Kenny Achampong

Personal information
- Full name: Kenneth Achampong
- Date of birth: 26 June 1966 (age 59)
- Place of birth: Kilburn, England
- Height: 1.75 m (5 ft 9 in)
- Position: Winger

Youth career
- Fulham

Senior career*
- Years: Team / Apps / (Gls)
- 1984–1989: Fulham / 81 / (15)
- 1989–1990: Charlton Athletic / 10 / (0)
- 1990–1993: Leyton Orient / 83 / (7)
- Total:  / 174 / (22)

= Kenny Achampong =

English footballer (born 1966)

Kenneth Achampong is an English former professional footballer who played as a winger.
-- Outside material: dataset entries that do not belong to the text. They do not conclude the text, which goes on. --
//! Processor trait and registry.
//!
//! A processor translates one recognized invocation into graph parts. The
//! registry dispatches each classified invocation to exactly one processor:
//! descending priority, first match wins, and equal-priority ties resolve by
//! registration order (earliest wins) — an explicit, documented tie-break.
//!
//! Processors are stateless; everything mutable goes through the
//! `AnalysisSession` passed into `process`.

use crate::classifier::ClassifiedHook;
use crate::session::AnalysisSession;
use riviere_delta::{BindingRecord, DfdEdge, DfdNode, GraphError, NodeId, SubgraphDef};
use riviere_socle::CompactString;
use thiserror::Error;

/// Dispatch priority band.
#[derive(Debug, Clone, Copy, PartialEq, Eq, PartialOrd, Ord, Hash)]
#[repr(u8)]
pub enum Priority {
    /// The catch-all custom-hook processor; always matches.
    Fallback = 0,
    /// Third-party library processors.
    ThirdParty = 1,
    /// Builtin primitive processors.
    Builtin = 2,
}

/// Static processor metadata.
pub struct ProcessorMeta {
    /// Processor id, used in fault logs.
    pub id: &'static str,
    /// Owning library name (e.g. "react", "jotai").
    pub library: &'static str,
    /// Package-name patterns; `*` suffix matches a prefix. Empty means the
    /// processor does not discriminate on package.
    pub package_patterns: &'static [&'static str],
    /// Handled hook-name literals. Processors matching by pattern override
    /// `matches_hook` instead.
    pub hook_names: &'static [&'static str],
    pub priority: Priority,
}

impl ProcessorMeta {
    /// Package predicate: exact or `prefix*` match. An empty pattern list
    /// accepts anything — the invocation may not carry a package at all.
    pub fn matches_package(&self, package: &str) -> bool {
        if self.package_patterns.is_empty() {
            return true;
        }
        self.package_patterns.iter().any(|pattern| {
            match pattern.strip_suffix('*') {
                Some(prefix) => package.starts_with(prefix),
                None => *pattern == package,
            }
        })
    }
}

/// A processor fault. Caught at the dispatch boundary; never aborts the
/// remaining invocations.
#[derive(Debug, Error)]
pub enum ProcessorError {
    #[error(transparent)]
    Graph(#[from] GraphError),
    #[error("{0}")]
    Fault(String),
}

/// Augmentation of an already-merged node: the documented resource-reuse
/// case (a later invocation adds the missing read/write binding).
#[derive(Debug, Clone)]
pub struct NodeAugment {
    pub id: NodeId,
    pub binding: BindingRecord,
}

/// Graph parts produced by one processor for one invocation.
#[derive(Debug, Default)]
pub struct ProcessorOutput {
    pub nodes: Vec<DfdNode>,
    pub edges: Vec<DfdEdge>,
    pub subgraphs: Vec<SubgraphDef>,
    pub augments: Vec<NodeAugment>,
    pub handled: bool,
}

impl ProcessorOutput {
    /// An output that marks the invocation as handled.
    pub fn handled() -> Self {
        Self {
            handled: true,
            ..Default::default()
        }
    }

    /// An empty, unhandled output.
    pub fn unhandled() -> Self {
        Self::default()
    }

    /// Queue a node; returns its id for wiring edges.
    pub fn add_node(&mut self, node: DfdNode) -> NodeId {
        let id = node.id.clone();
        self.nodes.push(node);
        id
    }

    /// Queue an edge between nodes that exist or are queued in this output.
    pub fn add_edge(&mut self, from: &NodeId, to: &NodeId, label: impl Into<CompactString>) {
        self.edges.push(DfdEdge {
            from: from.clone(),
            to: to.clone(),
            label: label.into(),
        });
    }

    /// Queue a binding augmentation on an existing node.
    pub fn augment(&mut self, id: &NodeId, binding: BindingRecord) {
        self.augments.push(NodeAugment {
            id: id.clone(),
            binding,
        });
    }

    /// Merge this output into the graph. Individually broken parts degrade
    /// (logged and skipped) instead of aborting the merge — a processor
    /// fault must never cost more than its own invocation.
    pub fn merge_into(self, graph: &mut riviere_delta::DfdGraph) {
        for node in self.nodes {
            let id = node.id.clone();
            if let Err(err) = graph.add_node(node) {
                tracing::warn!(node = id.as_str(), error = %err, "node dropped in merge");
            }
        }
        for augment in self.augments {
            match graph.node_mut(&augment.id) {
                Some(node) => node.meta.record_binding(augment.binding),
                None => tracing::warn!(
                    node = augment.id.as_str(),
                    "augmentation target missing; dropped"
                ),
            }
        }
        for subgraph in self.subgraphs {
            if let Err(err) = graph.add_subgraph(subgraph.id.clone(), subgraph.label, subgraph.parent)
            {
                tracing::warn!(error = %err, "subgraph dropped in merge");
            }
        }
        for edge in self.edges {
            if let Err(err) = graph.add_edge(&edge.from, &edge.to, edge.label) {
                tracing::warn!(error = %err, "edge dropped in merge");
            }
        }
    }
}

/// Library-specific translator from one invocation to graph parts.
pub trait Processor: Send + Sync {
    fn meta(&self) -> &'static ProcessorMeta;

    /// Hook-name predicate. Defaults to the literal list in the metadata.
    fn matches_hook(&self, name: &str) -> bool {
        self.meta().hook_names.contains(&name)
    }

    /// Full dispatch predicate: hook-name match and, when the invocation
    /// carries a package name, package match. An absent package degrades to
    /// name-match-only.
    fn matches(&self, hook: &ClassifiedHook) -> bool {
        if !self.matches_hook(&hook.invocation.callee) {
            return false;
        }
        match &hook.invocation.package {
            Some(package) => self.meta().matches_package(package),
            None => true,
        }
    }

    fn process(
        &self,
        hook: &ClassifiedHook,
        session: &mut AnalysisSession,
    ) -> Result<ProcessorOutput, ProcessorError>;
}

/// Registry holding the processors for one analyzer.
///
/// Owned by the analyzer and threaded through each analysis call; there is
/// no process-wide registry.
pub struct ProcessorRegistry {
    processors: Vec<Box<dyn Processor>>,
}

impl ProcessorRegistry {
    /// Create a new empty registry.
    pub fn new() -> Self {
        Self {
            processors: Vec::new(),
        }
    }

    /// Register a processor. Processors are kept in descending priority;
    /// within one priority band, earlier registration wins dispatch ties.
    pub fn register(&mut self, processor: Box<dyn Processor>) {
        self.processors.push(processor);
        // stable sort: registration order survives within a band
        self.processors
            .sort_by_key(|p| std::cmp::Reverse(p.meta().priority));
    }

    /// Registered processors in dispatch order.
    pub fn processors(&self) -> &[Box<dyn Processor>] {
        &self.processors
    }

    /// Create a registry with the full default roster.
    pub fn with_default_processors() -> Self {
        use crate::processors;

        let mut registry = Self::new();

        // ============================================
        // Builtin primitive processors
        // ============================================

        registry.register(Box::new(processors::state::BuiltinStateProcessor));
        registry.register(Box::new(processors::effect::EffectProcessor));
        registry.register(Box::new(processors::context::ContextProcessor));

        // ============================================
        // Third-party library processors
        // ============================================

        registry.register(Box::new(processors::query::QueryProcessor));
        registry.register(Box::new(processors::atom::AtomProcessor));
        registry.register(Box::new(processors::navigation::NavigationProcessor));
        registry.register(Box::new(processors::form::FormProcessor));
        registry.register(Box::new(processors::store::StoreProcessor::new()));

        // ============================================
        // Catch-all fallback (always matches)
        // ============================================

        registry.register(Box::new(processors::custom::CustomHookProcessor));

        registry
    }

    /// Dispatch one classified invocation: single pass, first match wins.
    /// A processor fault is logged with the processor id and invocation name
    /// and degrades to an empty output — remaining invocations continue.
    pub fn dispatch(
        &self,
        hook: &ClassifiedHook,
        session: &mut AnalysisSession,
    ) -> ProcessorOutput {
        for processor in &self.processors {
            if !processor.matches(hook) {
                continue;
            }
            return match processor.process(hook, session) {
                Ok(output) => output,
                Err(err) => {
                    tracing::warn!(
                        processor = processor.meta().id,
                        hook = %hook.invocation.callee,
                        error = %err,
                        "processor fault; invocation dropped from graph"
                    );
                    ProcessorOutput::unhandled()
                }
            };
        }

        // unreachable once the fallback processor is registered
        tracing::warn!(hook = %hook.invocation.callee, "no processor matched");
        ProcessorOutput::unhandled()
    }
}

impl Default for ProcessorRegistry {
    fn default() -> Self {
        Self::with_default_processors()
    }
}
Achampong played for three teams in the Football League between 1984 and 1993, scoring 22 goals in 174 games.

==Personal life==
Achampong was born in Kilburn, London, on 26 June 1966, of Ghanaian descent, and attended Tulse Hill School.

==Club career==
Achampong began his career with Fulham in 1983, scoring on his League debut in February 1985 when he was 18. Between 1984 and 1989, Achampong scored 15 goals in 81 League games for Fulham. He joined Charlton Athletic in September 1989, playing in 10 League games, and then transferred to Leyton Orient for £25,000 in July 1990, where he scored seven goals in 83 League games. He was released in May 1993 after falling out with the Orient manager, Peter Eustace.

==International career==
Achampong earned a call up to the Ghana national team in January 1993 but withdrew following knee surgery and was not called up again.

==Later life==
After being released from his contract with Leyton Orient in the summer of 1993, Achampong moved to Ghana. After a brief spell living in France, which included a spell training with Olympique de Marseille, Achampong moved to Germany in 1998 and later returned to London.